**Assignment**
Copy out, word for word, the lines from the start of the data below through the line containing "pub fn flag(self)", and no others.

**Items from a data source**

===============

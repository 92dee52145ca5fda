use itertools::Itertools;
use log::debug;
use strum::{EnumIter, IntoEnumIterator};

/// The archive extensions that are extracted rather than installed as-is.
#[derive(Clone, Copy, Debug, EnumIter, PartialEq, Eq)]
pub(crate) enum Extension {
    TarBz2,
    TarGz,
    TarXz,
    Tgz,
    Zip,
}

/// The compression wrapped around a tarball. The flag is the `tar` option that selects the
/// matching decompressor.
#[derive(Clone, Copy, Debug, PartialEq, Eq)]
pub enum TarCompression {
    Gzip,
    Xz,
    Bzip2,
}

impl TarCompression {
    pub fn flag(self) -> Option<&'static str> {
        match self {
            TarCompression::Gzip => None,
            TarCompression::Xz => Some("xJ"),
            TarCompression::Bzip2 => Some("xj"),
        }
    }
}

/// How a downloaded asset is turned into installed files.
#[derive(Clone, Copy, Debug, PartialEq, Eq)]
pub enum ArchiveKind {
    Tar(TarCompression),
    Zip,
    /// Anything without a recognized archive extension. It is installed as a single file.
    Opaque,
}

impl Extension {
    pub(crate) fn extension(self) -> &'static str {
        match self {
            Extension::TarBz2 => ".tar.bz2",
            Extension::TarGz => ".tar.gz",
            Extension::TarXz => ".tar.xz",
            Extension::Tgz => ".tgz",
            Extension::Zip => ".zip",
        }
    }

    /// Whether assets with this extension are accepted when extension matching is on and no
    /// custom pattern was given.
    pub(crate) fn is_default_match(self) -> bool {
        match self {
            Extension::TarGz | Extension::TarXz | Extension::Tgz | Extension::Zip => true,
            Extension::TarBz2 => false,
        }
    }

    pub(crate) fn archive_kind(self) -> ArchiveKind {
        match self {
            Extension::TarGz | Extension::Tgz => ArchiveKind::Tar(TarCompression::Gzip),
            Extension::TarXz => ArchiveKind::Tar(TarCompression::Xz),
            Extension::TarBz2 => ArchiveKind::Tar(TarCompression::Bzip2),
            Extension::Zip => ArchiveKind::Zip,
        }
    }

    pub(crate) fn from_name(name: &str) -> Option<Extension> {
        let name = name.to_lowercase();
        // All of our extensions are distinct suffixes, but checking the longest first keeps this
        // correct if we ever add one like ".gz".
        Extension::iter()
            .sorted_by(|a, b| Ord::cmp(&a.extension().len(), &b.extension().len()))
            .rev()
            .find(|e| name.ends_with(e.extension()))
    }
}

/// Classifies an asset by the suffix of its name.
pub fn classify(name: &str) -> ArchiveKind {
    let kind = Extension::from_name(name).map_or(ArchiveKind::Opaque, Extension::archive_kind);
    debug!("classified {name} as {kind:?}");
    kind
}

===============

**Response to this task**
repository 92dee52145ca5fda
use itertools::Itertools;
use log::debug;
use strum::{EnumIter, IntoEnumIterator};

/// The archive extensions that are extracted rather than installed as-is.
#[derive(Clone, Copy, Debug, EnumIter, PartialEq, Eq)]
pub(crate) enum Extension {
    TarBz2,
    TarGz,
    TarXz,
    Tgz,
    Zip,
}

/// The compression wrapped around a tarball. The flag is the `tar` option that selects the
/// matching decompressor.
#[derive(Clone, Copy, Debug, PartialEq, Eq)]
pub enum TarCompression {
    Gzip,
    Xz,
    Bzip2,
}

impl TarCompression {
    pub fn flag(self) -> Option<&'static str> {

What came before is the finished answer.